Coles deducted the full amount straight away. Oates objected and Coles agreed to repay it “from time to time”. Coles then asked Oates to pay an ongoing rebate but the supplier refused. Coles then said the decision concerning the rebate might adversely affect the cleaning company’s supply. Oates agreed to pay $365,200 in monthly instalments – $70,000 worth of rebate and $295,200 for the profit gap.

The federal government is loathe to intervene in this or any other monopoly controlled market. In fact, the draft of the Harper Review on competition policy points to even greater domination. Trading hours would be totally deregulated and restrictions preventing the sale of liquor from supermarkets would be scrapped if the draft report’s recommendations are embraced. Supermarkets would be able to sell medications as pharmacy ownership and location rules are removed.

Bucking the Coalition consensus is Agriculture Minister Barnaby Joyce. He has to answer to a rural electorate reeling under the effects of “free” market dictatorship. He commissioned a report on agricultural competitiveness and the green paper is at odds with the Harper Review on a host of fundamental issues. Joyce’s review recommends an ombudsman with penalty powers and a code of conduct for supermarkets. The powers would include divestiture enabling courts to break up businesses that repeatedly breach the law. Encouragement would be given to farmer cooperatives to collectively bargain with monopoly buyers.

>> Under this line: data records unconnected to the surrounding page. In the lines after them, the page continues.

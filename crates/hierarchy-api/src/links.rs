use axum::http::{header::HOST, HeaderMap};
use hierarchy_core::{HierarchyId, Link, Links, LinksConfig, Response};
use tracing::warn;
use url::Url;

pub const FORWARDED_PROTO: &str = "x-forwarded-proto";
pub const FORWARDED_HOST: &str = "x-forwarded-host";
pub const FORWARDED_PATH_PREFIX: &str = "x-forwarded-path-prefix";

/// Build a link to `target` under `base`, or to `base` itself when there is no target.
pub fn build_link(base: &str, target: Option<&str>, id: Option<&str>) -> Link {
    let href = match target {
        Some(target) => join_segments(base, &[target]),
        None => base.to_string(),
    };
    Link {
        id: id.map(str::to_string),
        href,
    }
}

/// Base URLs used for the links of one request.
#[derive(Debug, Clone, PartialEq, Eq)]
pub struct LinkBases {
    pub hierarchy: String,
    pub code_list: String,
}

impl LinkBases {
    pub fn new(hierarchy: impl Into<String>, code_list: impl Into<String>) -> Self {
        Self {
            hierarchy: trim_base(&hierarchy.into()),
            code_list: trim_base(&code_list.into()),
        }
    }
}

/// Chooses link bases for a request: the configured URLs, or the address the
/// client reached us through when URL rewriting is enabled.
#[derive(Debug, Clone)]
pub struct UrlResolver {
    hierarchy_api_url: String,
    code_list_api_url: String,
    rewrite: bool,
}

impl UrlResolver {
    pub fn new(config: &LinksConfig) -> Self {
        Self {
            hierarchy_api_url: trim_base(&config.hierarchy_api_url),
            code_list_api_url: trim_base(&config.code_list_api_url),
            rewrite: config.enable_url_rewriting,
        }
    }

    pub fn rewriting_enabled(&self) -> bool {
        self.rewrite
    }

    pub fn resolve(&self, headers: &HeaderMap) -> LinkBases {
        if !self.rewrite {
            return LinkBases::new(&self.hierarchy_api_url, &self.code_list_api_url);
        }
        LinkBases::new(
            base_from_headers(headers, &self.hierarchy_api_url),
            base_from_headers(headers, &self.code_list_api_url),
        )
    }
}

fn header<'a>(headers: &'a HeaderMap, name: &str) -> Option<&'a str> {
    headers
        .get(name)
        .and_then(|v| v.to_str().ok())
        .map(str::trim)
        .filter(|v| !v.is_empty())
}

/// `X-Forwarded-Host` wins; a forwarded proto or prefix alone applies to the
/// request's own `Host`; without any forwarding headers the default is kept.
fn base_from_headers(headers: &HeaderMap, default: &str) -> String {
    let proto = header(headers, FORWARDED_PROTO);
    let prefix = header(headers, FORWARDED_PATH_PREFIX);
    let host = match header(headers, FORWARDED_HOST) {
        Some(host) => host,
        None if proto.is_some() || prefix.is_some() => match header(headers, HOST.as_str()) {
            Some(host) => host,
            None => return default.to_string(),
        },
        None => return default.to_string(),
    };

    let scheme = proto.unwrap_or("https");
    let mut url = match Url::parse(&format!("{}://{}", scheme, host)) {
        Ok(url) => url,
        Err(e) => {
            warn!(host, scheme, error = %e, "Ignoring malformed forwarding headers");
            return default.to_string();
        }
    };
    let prefix = prefix.map(|p| p.trim_matches('/')).unwrap_or_default();
    if !prefix.is_empty() {
        url.set_path(&format!("/{}", prefix));
    }
    trim_base(url.as_str())
}

fn trim_base(base: &str) -> String {
    base.trim_end_matches('/').to_string()
}

/// Append percent-encoded path segments to `base`.
fn join_segments(base: &str, segments: &[&str]) -> String {
    match Url::parse(base) {
        Ok(mut url) => {
            let appended = match url.path_segments_mut() {
                Ok(mut path) => {
                    path.pop_if_empty().extend(segments);
                    true
                }
                Err(()) => false,
            };
            if appended {
                return trim_base(url.as_str());
            }
            warn!(base, "Link base cannot carry a path, appending segments unencoded");
            format!("{}/{}", base, segments.join("/"))
        }
        Err(e) => {
            warn!(base, error = %e, "Link base is not a URL, appending segments unencoded");
            format!("{}/{}", base, segments.join("/"))
        }
    }
}

/// Absolute URLs of one hierarchy and of the code list it enumerates.
#[derive(Debug, Clone, PartialEq, Eq)]
pub struct HierarchyLinks {
    hierarchy_url: String,
    code_list_url: String,
}

impl HierarchyLinks {
    pub fn new(bases: &LinkBases, id: &HierarchyId, code_list_id: &str) -> Self {
        Self {
            hierarchy_url: join_segments(
                &bases.hierarchy,
                &["hierarchies", &id.instance_id, &id.dimension],
            ),
            code_list_url: join_segments(&bases.code_list, &["code-lists", code_list_id, "codes"]),
        }
    }

    pub fn hierarchy_url(&self) -> &str {
        &self.hierarchy_url
    }

    pub fn code_list_url(&self) -> &str {
        &self.code_list_url
    }

    /// Links of the hierarchy root: no code segment on either href.
    pub fn root(&self, code: &str) -> Links {
        Links {
            code: build_link(&self.code_list_url, None, Some(code)),
            self_link: build_link(&self.hierarchy_url, None, None),
        }
    }

    pub fn node(&self, code: &str) -> Links {
        Links {
            code: build_link(&self.code_list_url, Some(code), Some(code)),
            self_link: build_link(&self.hierarchy_url, Some(code), Some(code)),
        }
    }

    /// Attach links to a response, its children and its breadcrumbs.
    pub fn decorate(&self, response: &mut Response, is_root: bool) {
        response.links = Some(if is_root {
            self.root(&response.id)
        } else {
            self.node(&response.id)
        });

        for child in &mut response.children {
            child.links = Some(self.node(&child.id));
        }

        for crumb in &mut response.breadcrumbs {
            crumb.links = Some(self.node(&crumb.id));
        }
        // The last breadcrumb is the hierarchy root; it keeps its id.
        if let Some(links) = response
            .breadcrumbs
            .last_mut()
            .and_then(|root| root.links.as_mut())
        {
            links.self_link.href = self.hierarchy_url.clone();
        }
    }
}

#[cfg(test)]
mod tests {
    use super::*;
    use axum::http::HeaderValue;
    use hierarchy_core::HierarchyNode;

    fn headers(pairs: &[(&'static str, &'static str)]) -> HeaderMap {
        let mut map = HeaderMap::new();
        for (k, v) in pairs {
            map.insert(*k, HeaderValue::from_static(*v));
        }
        map
    }

    fn resolver(rewrite: bool) -> UrlResolver {
        UrlResolver::new(&LinksConfig {
            hierarchy_api_url: "http://localhost:22600/".into(),
            code_list_api_url: "http://localhost:22400".into(),
            enable_url_rewriting: rewrite,
        })
    }

    fn node(code: &str) -> HierarchyNode {
        HierarchyNode {
            code: code.into(),
            label: code.to_uppercase(),
            has_data: false,
            number_of_children: 0,
            order: None,
        }
    }

    #[test]
    fn build_link_without_target_is_the_base() {
        assert_eq!(
            build_link("http://h", None, None),
            Link { id: None, href: "http://h".into() }
        );
        assert_eq!(
            build_link("http://h", Some("c1"), Some("c1")),
            Link { id: Some("c1".into()), href: "http://h/c1".into() }
        );
    }

    #[test]
    fn rewriting_disabled_ignores_headers() {
        let bases = resolver(false).resolve(&headers(&[
            (FORWARDED_HOST, "api.example.com"),
            (FORWARDED_PATH_PREFIX, "v1"),
        ]));
        assert_eq!(bases, LinkBases::new("http://localhost:22600", "http://localhost:22400"));
    }

    #[test]
    fn forwarded_headers_build_the_public_base() {
        let bases = resolver(true).resolve(&headers(&[
            (FORWARDED_PROTO, "https"),
            (FORWARDED_HOST, "api.example.com"),
            (FORWARDED_PATH_PREFIX, "/v1/"),
        ]));
        assert_eq!(bases.hierarchy, "https://api.example.com/v1");
        assert_eq!(bases.code_list, "https://api.example.com/v1");
    }

    #[test]
    fn forwarded_host_defaults_to_https() {
        let bases = resolver(true).resolve(&headers(&[(FORWARDED_HOST, "api.example.com:8443")]));
        assert_eq!(bases.hierarchy, "https://api.example.com:8443");
    }

    #[test]
    fn prefix_without_forwarded_host_uses_request_host() {
        let bases = resolver(true).resolve(&headers(&[
            ("host", "internal:22600"),
            (FORWARDED_PROTO, "http"),
            (FORWARDED_PATH_PREFIX, "hierarchy"),
        ]));
        assert_eq!(bases.hierarchy, "http://internal:22600/hierarchy");
    }

    #[test]
    fn no_forwarding_headers_keeps_defaults() {
        let bases = resolver(true).resolve(&headers(&[("host", "internal:22600")]));
        assert_eq!(bases, LinkBases::new("http://localhost:22600", "http://localhost:22400"));
    }

    #[test]
    fn malformed_forwarded_host_falls_back() {
        let bases = resolver(true).resolve(&headers(&[(FORWARDED_HOST, "bad host/..")]));
        assert_eq!(bases.hierarchy, "http://localhost:22600");
    }

    #[test]
    fn root_links_carry_no_code_segment() {
        let links = HierarchyLinks::new(
            &LinkBases::new("http://h", "http://cl"),
            &HierarchyId::new("hier12", "dim34"),
            "clistABC",
        );
        let root = links.root("r");
        assert_eq!(root.self_link, Link { id: None, href: "http://h/hierarchies/hier12/dim34".into() });
        assert_eq!(
            root.code,
            Link { id: Some("r".into()), href: "http://cl/code-lists/clistABC/codes".into() }
        );
        let node = links.node("c1");
        assert_eq!(node.self_link.href, "http://h/hierarchies/hier12/dim34/c1");
        assert_eq!(node.code.href, "http://cl/code-lists/clistABC/codes/c1");
    }

    #[test]
    fn decorate_fixes_the_outermost_breadcrumb() {
        let links = HierarchyLinks::new(
            &LinkBases::new("http://h", "http://cl"),
            &HierarchyId::new("i", "d"),
            "cl",
        );
        let mut response = Response::new(node("leaf"), vec![node("kid")])
            .with_breadcrumbs(vec![node("parent"), node("root")]);
        links.decorate(&mut response, false);

        let own = response.links.as_ref().unwrap();
        assert_eq!(own.self_link.href, "http://h/hierarchies/i/d/leaf");
        assert_eq!(
            response.children[0].links.as_ref().unwrap().self_link.href,
            "http://h/hierarchies/i/d/kid"
        );
        let parent = response.breadcrumbs[0].links.as_ref().unwrap();
        assert_eq!(parent.self_link.href, "http://h/hierarchies/i/d/parent");
        let root = response.breadcrumbs[1].links.as_ref().unwrap();
        assert_eq!(
            root.self_link,
            Link { id: Some("root".into()), href: "http://h/hierarchies/i/d".into() }
        );
        assert_eq!(root.code.href, "http://cl/code-lists/cl/codes/root");
    }

    #[test]
    fn path_segments_are_percent_encoded() {
        let links = HierarchyLinks::new(
            &LinkBases::new("http://h/api", "http://cl"),
            &HierarchyId::new("in st", "d/1"),
            "cl#1",
        );
        assert_eq!(links.hierarchy_url(), "http://h/api/hierarchies/in%20st/d%2F1");
        assert_eq!(links.code_list_url(), "http://cl/code-lists/cl%231/codes");

        let node = links.node("a?b");
        assert_eq!(node.self_link.href, "http://h/api/hierarchies/in%20st/d%2F1/a%3Fb");
        assert_eq!(node.self_link.id.as_deref(), Some("a?b"));
        assert_eq!(node.code.href, "http://cl/code-lists/cl%231/codes/a%3Fb");
    }
}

The Agriculture Minister is under pressure from struggling family farmers who have seen the share of total selling cost plummet from 80-90 percent in 1900 to 10 percent or less today. Rural debt now stands at $65 billion. Incomes have stagnated or gone backwards and there has been a wave of bank foreclosures of family farms. Supermarket practices have combined with bad investment advice, reckless lending, devastating floods and droughts and the high value of the dollar to produce a bleak outlook on Australia’s farms. Hype about Australia becoming the “food bowl” of Asia is a sad joke.

There’s little doubt the Harper Review’s agenda will trump Joyce’s preferred options. An indication of the abandonment of rural Australia is the refusal of the federal government to guarantee funding to the National Centre for Farmer Health based in Hamilton, Victoria. Its award-winning Sustainable Farm Families program focuses on improving the mental and physical health, well-being and safety of farm families. Rates of suicide in rural and regional Australia are at alarming levels. State government funding dried up in 2012.

The situation screams out for an alliance of family farmers and organised labour. They are abused by the same monopolies – the farmers as producers and the workers as employees and consumers. Their combined action is crucial for the breaking up the market manipulating power of massive corporations and reversing the current economic agenda.